Give the number of lines in the entries that contain "chars". State only the count.

------------------------------

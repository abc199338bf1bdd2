//! The nine skill levels of the move-probability model.

use serde::{Deserialize, Serialize};

/// Model identifiers, weakest first.
pub const MAIA_LEVELS: [&str; 9] = [
    "maia_kdd_1100",
    "maia_kdd_1200",
    "maia_kdd_1300",
    "maia_kdd_1400",
    "maia_kdd_1500",
    "maia_kdd_1600",
    "maia_kdd_1700",
    "maia_kdd_1800",
    "maia_kdd_1900",
];

pub const DEFAULT_REFERENCE_LEVEL: &str = "maia_kdd_1500";

/// Ordered skill-level table plus the level used as the classification
/// reference. Passed explicitly into every component that needs it.
#[derive(Debug, Clone, PartialEq, Eq, Serialize, Deserialize)]
pub struct SkillLevels {
    levels: Vec<String>,
    reference: String,
}

impl SkillLevels {
    pub fn new(levels: Vec<String>, reference: impl Into<String>) -> Self {
        Self {
            levels,
            reference: reference.into(),
        }
    }

    pub fn with_reference(reference: impl Into<String>) -> Self {
        Self::new(MAIA_LEVELS.iter().map(|l| l.to_string()).collect(), reference)
    }

    pub fn levels(&self) -> &[String] {
        &self.levels
    }

    pub fn reference(&self) -> &str {
        &self.reference
    }

    pub fn len(&self) -> usize {
        self.levels.len()
    }

    pub fn is_empty(&self) -> bool {
        self.levels.is_empty()
    }

    /// Rating number parsed from the identifier suffix, e.g. 1500.
    pub fn rating(level: &str) -> Option<u32> {
        level.rsplit('_').next()?.parse().ok()
    }
}

impl Default for SkillLevels {
    fn default() -> Self {
        Self::with_reference(DEFAULT_REFERENCE_LEVEL)
    }
}
use base_lane::{STANDARD, URL_SAFE, decode, decode_to_vec, encode, encode_to_string, encoded_len};
use criterion::{BenchmarkId, Criterion, Throughput, black_box, criterion_group, criterion_main};

fn bench_encode(c: &mut Criterion) {
    let mut group = c.benchmark_group("encode");

    for size in [64, 256, 1024, 4096, 16384].iter() {
        group.throughput(Throughput::Bytes(*size as u64));
        let data: Vec<u8> = (0..*size).map(|i| (i % 256) as u8).collect();
        let mut out = vec![0u8; encoded_len(data.len()).unwrap()];

        group.bench_with_input(BenchmarkId::from_parameter(size), &data, |b, data| {
            b.iter(|| encode(black_box(data), black_box(out.as_mut_slice()), &STANDARD, true));
        });
    }
    group.finish();
}

fn bench_decode(c: &mut Criterion) {
    let mut group = c.benchmark_group("decode");

    for size in [64, 256, 1024, 4096, 16384].iter() {
        let data: Vec<u8> = (0..*size).map(|i| (i % 256) as u8).collect();
        let encoded = encode_to_string(&data, &STANDARD);
        let mut out = vec![0u8; data.len()];

        group.throughput(Throughput::Bytes(*size as u64));
        group.bench_with_input(
            BenchmarkId::from_parameter(size),
            encoded.as_bytes(),
            |b, encoded| {
                b.iter(|| decode(black_box(encoded), black_box(out.as_mut_slice()), &STANDARD, true));
            },
        );
    }
    group.finish();
}

fn bench_allocating(c: &mut Criterion) {
    let mut group = c.benchmark_group("allocating");

    let data: Vec<u8> = (0..4096).map(|i| (i % 256) as u8).collect();
    let encoded = encode_to_string(&data, &STANDARD);

    group.throughput(Throughput::Bytes(data.len() as u64));
    group.bench_function("encode_to_string", |b| {
        b.iter(|| encode_to_string(black_box(&data), &STANDARD));
    });
    group.bench_function("decode_to_vec", |b| {
        b.iter(|| decode_to_vec(black_box(&encoded), &STANDARD).unwrap());
    });
    group.finish();
}

fn bench_url_safe(c: &mut Criterion) {
    let mut group = c.benchmark_group("encode_url_safe");

    for size in [1024, 16384].iter() {
        group.throughput(Throughput::Bytes(*size as u64));
        let data: Vec<u8> = (0..*size).map(|i| (i % 256) as u8).collect();
        let mut out = vec![0u8; encoded_len(data.len()).unwrap()];

        group.bench_with_input(BenchmarkId::from_parameter(size), &data, |b, data| {
            b.iter(|| encode(black_box(data), black_box(out.as_mut_slice()), &URL_SAFE, true));
        });
    }
    group.finish();
}

criterion_group!(
    benches,
    bench_encode,
    bench_decode,
    bench_allocating,
    bench_url_safe
);
criterion_main!(benches);
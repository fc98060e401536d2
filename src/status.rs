/// Completion state of one encode or decode call.
#[derive(Debug, Clone, Copy, PartialEq, Eq)]
pub enum OperationStatus {
    /// The whole input was processed
    Done,
    /// The destination cannot hold the next whole group; retry with a larger
    /// buffer or drain and continue from the reported counts
    DestinationTooSmall,
    /// A non-final call ended on a partial group; hand the unconsumed bytes
    /// back together with the next chunk
    NeedMoreData,
    /// Decode only: unrecognized symbol, misplaced padding, or a ragged
    /// final length
    InvalidData,
}

/// What one call actually did: the status plus exact element counts into
/// the caller-owned source and destination.
///
/// Counts are in source/destination elements (bytes, or UTF-16 units for
/// the wide surfaces) and always stop on a group boundary, so a caller can
/// resume from `consumed`/`written` no matter which status came back.
#[derive(Debug, Clone, Copy, PartialEq, Eq)]
#[must_use]
pub struct Operation {
    pub status: OperationStatus,
    /// Source elements consumed
    pub consumed: usize,
    /// Destination elements written
    pub written: usize,
}

impl Operation {
    pub(crate) const fn new(status: OperationStatus, consumed: usize, written: usize) -> Self {
        Operation {
            status,
            consumed,
            written,
        }
    }

    /// True when the call finished everything it was given.
    pub fn is_done(&self) -> bool {
        self.status == OperationStatus::Done
    }
}
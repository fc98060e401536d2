//! Alphabet registry: the configuration surface that supplies alphabets to
//! the core instead of hard-coding them into the algorithm.

use std::collections::HashMap;
use std::path::Path;

use serde::Deserialize;

use crate::alphabet::Alphabet;
use crate::errors::AlphabetError;

/// One registry entry: the 64 symbols, in index order.
#[derive(Debug, Deserialize, Clone)]
pub struct AlphabetConfig {
    pub chars: String,
}

/// Named alphabets loaded from TOML.
#[derive(Debug, Deserialize)]
pub struct AlphabetsConfig {
    pub alphabets: HashMap<String, AlphabetConfig>,
}

impl AlphabetsConfig {
    pub fn from_toml(content: &str) -> Result<Self, toml::de::Error> {
        toml::from_str(content)
    }

    /// The registry shipped with the crate: `standard` and `url_safe`.
    pub fn load_default() -> Result<Self, Box<dyn std::error::Error>> {
        let content = include_str!("../alphabets.toml");
        Ok(Self::from_toml(content)?)
    }

    /// Loads a registry from a user-supplied file.
    pub fn load_from_file(path: &Path) -> Result<Self, Box<dyn std::error::Error>> {
        let content = std::fs::read_to_string(path)?;
        Ok(Self::from_toml(&content)?)
    }

    /// Merges another registry into this one, overriding entries by name.
    pub fn merge(&mut self, other: AlphabetsConfig) {
        for (name, alphabet) in other.alphabets {
            self.alphabets.insert(name, alphabet);
        }
    }

    pub fn get_alphabet(&self, name: &str) -> Option<&AlphabetConfig> {
        self.alphabets.get(name)
    }

    /// Builds a validated [`Alphabet`] from the named entry.
    pub fn alphabet(&self, name: &str) -> Option<Result<Alphabet, AlphabetError>> {
        self.get_alphabet(name)
            .map(|config| Alphabet::from_chars(&config.chars))
    }
}
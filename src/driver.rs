//! One public call, start to finish: scan, bulk-transform, finish the tail,
//! and account for every element.
//!
//! The driver holds no state between calls. Resumable streaming is the
//! caller re-invoking with the unconsumed bytes prepended to the next
//! chunk, which the consumed/written counts make exact.

use crate::alphabet::{Alphabet, PAD};
use crate::scalar;
use crate::simd;
use crate::status::{Operation, OperationStatus};
use crate::symbol::Symbol;

pub(crate) fn encode_into<S: Symbol>(
    src: &[u8],
    dst: &mut [S],
    alphabet: &Alphabet,
    is_final_block: bool,
) -> Operation {
    let whole_groups = src.len() / 3;
    // Whole groups only; a group that does not fit is simply not started.
    let groups = whole_groups.min(dst.len() / 4);

    let mut consumed = 0usize;
    let mut written = 0usize;

    // Bulk path: byte destinations over a layout the range arithmetic
    // knows. Everything it leaves behind falls through to the scalar loop.
    if let Some(variant) = alphabet.variant() {
        if let Some(bytes) = S::bytes_mut(dst) {
            let done = simd::encode_bulk(src, groups, bytes, variant);
            consumed = done * 3;
            written = done * 4;
        }
    }

    while consumed / 3 < groups {
        scalar::encode_group(
            &src[consumed..consumed + 3],
            &mut dst[written..written + 4],
            alphabet,
        );
        consumed += 3;
        written += 4;
    }

    if groups < whole_groups {
        return Operation::new(OperationStatus::DestinationTooSmall, consumed, written);
    }

    match (src.len() - consumed, is_final_block) {
        (0, _) => Operation::new(OperationStatus::Done, consumed, written),
        (_, false) => Operation::new(OperationStatus::NeedMoreData, consumed, written),
        (tail, true) => {
            if dst.len() - written < 4 {
                return Operation::new(OperationStatus::DestinationTooSmall, consumed, written);
            }
            scalar::encode_tail(&src[consumed..], &mut dst[written..written + 4], alphabet);
            Operation::new(OperationStatus::Done, consumed + tail, written + 4)
        }
    }
}

pub(crate) fn decode_into<S: Symbol>(
    src: &[S],
    dst: &mut [u8],
    alphabet: &Alphabet,
    is_final_block: bool,
) -> Operation {
    // Only whole groups are ever consumed, final block or not.
    let limit = src.len() / 4 * 4;

    let mut consumed = 0usize;
    let mut written = 0usize;

    // Bulk path. Any anomaly in a register (sentinel lane, destination
    // shortfall, underrun near the end) ends the run there; the scalar loop
    // below re-examines that group and is the sole judge of validity.
    if let Some(variant) = alphabet.variant() {
        if let Some(bytes) = S::bytes(src) {
            let done = simd::decode_bulk(bytes, limit / 4, dst, variant);
            consumed = done * 4;
            written = done * 3;
        }
    }

    while consumed < limit {
        let group = &src[consumed..consumed + 4];

        if group.iter().any(|s| s.to_unit() == PAD as u16) {
            // Padding asserts the end of the stream: only the very last
            // group of a final block may carry it.
            if !is_final_block || consumed + 4 != src.len() {
                return Operation::new(OperationStatus::InvalidData, consumed, written);
            }
            return decode_padded_tail(group, dst, alphabet, consumed, written);
        }

        let Some(word) = scalar::decode_group(group, alphabet) else {
            return Operation::new(OperationStatus::InvalidData, consumed, written);
        };
        if dst.len() - written < 3 {
            return Operation::new(OperationStatus::DestinationTooSmall, consumed, written);
        }
        scalar::write_group(&mut dst[written..], word);
        consumed += 4;
        written += 3;
    }

    match (src.len() - consumed, is_final_block) {
        (0, _) => Operation::new(OperationStatus::Done, consumed, written),
        (_, false) => Operation::new(OperationStatus::NeedMoreData, consumed, written),
        // A final block must close on a whole group.
        (_, true) => Operation::new(OperationStatus::InvalidData, consumed, written),
    }
}

/// Final group of a final block, known to contain at least one `=`.
fn decode_padded_tail<S: Symbol>(
    group: &[S],
    dst: &mut [u8],
    alphabet: &Alphabet,
    consumed: usize,
    written: usize,
) -> Operation {
    let invalid = Operation::new(OperationStatus::InvalidData, consumed, written);
    let pad = PAD as u16;

    let (u0, u1, u2, u3) = (
        group[0].to_unit(),
        group[1].to_unit(),
        group[2].to_unit(),
        group[3].to_unit(),
    );
    // `=` is legal as the last symbol, or the last two.
    if u0 == pad || u1 == pad || u3 != pad {
        return invalid;
    }

    let v0 = alphabet.decode_unit(u0) as i32;
    let v1 = alphabet.decode_unit(u1) as i32;

    if u2 == pad {
        // two symbols carry one byte
        if (v0 | v1) < 0 {
            return invalid;
        }
        if dst.len() - written < 1 {
            return Operation::new(OperationStatus::DestinationTooSmall, consumed, written);
        }
        let word = (v0 as u32) << 18 | (v1 as u32) << 12;
        dst[written] = (word >> 16) as u8;
        Operation::new(OperationStatus::Done, consumed + 4, written + 1)
    } else {
        // three symbols carry two bytes
        let v2 = alphabet.decode_unit(u2) as i32;
        if (v0 | v1 | v2) < 0 {
            return invalid;
        }
        if dst.len() - written < 2 {
            return Operation::new(OperationStatus::DestinationTooSmall, consumed, written);
        }
        let word = (v0 as u32) << 18 | (v1 as u32) << 12 | (v2 as u32) << 6;
        dst[written] = (word >> 16) as u8;
        dst[written + 1] = (word >> 8) as u8;
        Operation::new(OperationStatus::Done, consumed + 4, written + 2)
    }
}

------------------------------

== Exercise output ==
2